An increase in cortisol production by the fetal adrenal cortex is an important prepartum event. The increase in ovine fetal adrenal synthesis of cortisol appears to rely in part on the ACTH induction of 17 alpha-hydroxylase cytochrome P-450 (P-45017 alpha) which occurs before parturition. In the present study we examined the effect of ACTH treatment on cortisol production and P-450(17) alpha expression using primary cultures of ovine fetal adrenal cells. In addition, we examined the effects of angiotensin II (A-II) and transforming growth factor-beta (TGF beta) on ACTH-treated cells. We have demonstrated previously that these factors modulate P-450(17 alpha) levels in adult ovine and bovine adrenal cells. Fetal ovine adrenal cells were isolated from 126- to 130-day fetuses (term = 144 +/- 3 days) and placed in monolayer cell culture. After 1 day in culture the cells were treated with ACTH (10 nM) with or without A-II (0.1-100 nM) or TGF beta (1-100 pM). Medium content of cortisol was low under basal conditions, whereas ACTH-stimulated cortisol production by 10- to 100-fold. A-II and TGF beta inhibited ACTH-induced cortisol production by 70-90%. In addition, 3 days of treatment with ACTH caused a greater than 10-fold induction of P-45017 alpha enzyme activity in fetal adrenal cells. A-II and TGF beta inhibited the ability of ACTH to induce P-45017 alpha activity by at least 75%. Using an antibody to P-45017 and immunoblotting techniques the effects of ACTH, A-II, and TGF beta on enzyme activity were observed to correspond to cellular levels of P-45017 alpha protein.

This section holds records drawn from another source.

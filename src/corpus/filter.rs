use crate::error::{Result, WordError};
use std::collections::{BTreeSet, HashSet};

/// Letters a corpus accepts by default, plus the letters that count as vowels
#[derive(Debug, Clone, PartialEq)]
pub struct Alphabet {
    letters: BTreeSet<char>,
    vowels: BTreeSet<char>,
}

impl Alphabet {
    pub fn new(letters: &str, vowels: &str) -> Self {
        Self {
            letters: lowercase_set(letters),
            vowels: lowercase_set(vowels),
        }
    }

    pub fn letters(&self) -> &BTreeSet<char> {
        &self.letters
    }

    pub fn vowels(&self) -> &BTreeSet<char> {
        &self.vowels
    }
}

impl Default for Alphabet {
    fn default() -> Self {
        Self::new(
            crate::config::DEFAULT_ALPHABET,
            crate::config::DEFAULT_VOWELS,
        )
    }
}

fn lowercase_set(letters: &str) -> BTreeSet<char> {
    letters.chars().flat_map(char::to_lowercase).collect()
}

/// Optional constraints applied to every word a corpus yields
#[derive(Debug, Clone, Default, PartialEq)]
pub struct WordFilter {
    pub min_length: Option<usize>,
    pub max_length: Option<usize>,
    /// Overrides the corpus alphabet; stored lower-cased
    pub allowed_letters: Option<BTreeSet<char>>,
    pub vowel_required: bool,
}

impl WordFilter {
    pub fn new() -> Self {
        Self::default()
    }

    pub fn min_length(mut self, len: usize) -> Self {
        self.min_length = Some(len);
        self
    }

    pub fn max_length(mut self, len: usize) -> Self {
        self.max_length = Some(len);
        self
    }

    pub fn allowed_letters(mut self, letters: &str) -> Self {
        self.allowed_letters = Some(lowercase_set(letters));
        self
    }

    pub fn vowel_required(mut self, required: bool) -> Self {
        self.vowel_required = required;
        self
    }

    /// Reject bounds and letter sets that can never match anything sensible
    pub fn validate(&self) -> Result<()> {
        if let (Some(min), Some(max)) = (self.min_length, self.max_length) {
            if min > max {
                return Err(WordError::OutOfRange(format!(
                    "min length {min} exceeds max length {max}"
                )));
            }
        }
        if let Some(allowed) = &self.allowed_letters {
            if allowed.is_empty() {
                return Err(WordError::InvalidParameter(
                    "allowed letters must not be empty".to_string(),
                ));
            }
            if let Some(bad) = allowed.iter().find(|c| !c.is_alphabetic()) {
                return Err(WordError::InvalidParameter(format!(
                    "allowed letters must be alphabetic, got '{bad}'"
                )));
            }
        }
        Ok(())
    }

    /// `word` must already be trimmed and lower-cased
    pub fn accepts(&self, word: &str, alphabet: &Alphabet, excluded: &HashSet<String>) -> bool {
        let len = word.chars().count();
        if self.min_length.is_some_and(|min| len < min) {
            return false;
        }
        if self.max_length.is_some_and(|max| len > max) {
            return false;
        }
        if excluded.contains(word) {
            return false;
        }

        let allowed = self.allowed_letters.as_ref().unwrap_or(&alphabet.letters);
        if !word.chars().all(|c| allowed.contains(&c)) {
            return false;
        }
        if self.vowel_required && !word.chars().any(|c| alphabet.vowels.contains(&c)) {
            return false;
        }
        true
    }
}

/// Trim and lower-case a raw list entry; blank lines yield `None`
pub fn normalize_entry(line: &str) -> Option<String> {
    let word = line.trim().to_lowercase();
    (!word.is_empty()).then_some(word)
}
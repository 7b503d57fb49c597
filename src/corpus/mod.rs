pub mod filter;
pub mod loader;
pub mod memory;

pub use filter::{Alphabet, WordFilter};
pub use loader::{Corpus, SearchHit};
pub use memory::MemoryCorpus;

use crate::error::{Result, WordError};

/// A leveled word collection the scorer and sampler can draw from
pub trait WordSource {
    /// Highest valid level index
    fn max_level(&self) -> usize;

    /// Every word at levels `min_level..=max_level` that passes `filter`, in
    /// category order, then level order, then list order. Repeats are kept.
    fn get_words(&self, min_level: usize, max_level: usize, filter: &WordFilter)
        -> Result<Vec<String>>;

    /// Every word at or below `max_level`
    fn words_up_to(&self, max_level: usize, filter: &WordFilter) -> Result<Vec<String>> {
        self.get_words(0, max_level, filter)
    }
}

/// Ensure `min_level <= max_level <= highest`
pub fn check_level_range(min_level: usize, max_level: usize, highest: usize) -> Result<()> {
    if min_level > max_level || max_level > highest {
        return Err(WordError::OutOfRange(format!(
            "levels must satisfy 0 <= min <= max <= {highest}, got {min_level}..={max_level}"
        )));
    }
    Ok(())
}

The inhibitory effects of TGF beta and A-II could not be overcome by the cAMP analog (Bu)2cAMP. Interestingly, the expression of the enzyme 3 beta-hydroxysteroid dehydrogenase was much less sensitive to inhibition by A-II or TGF beta. The ability of A-II and TGF beta to suppress P-45017 alpha expression could play a role in determining the pathway of steroidogenesis and specifically the amount of cortisol produced by fetal adrenocortical cells in vivo.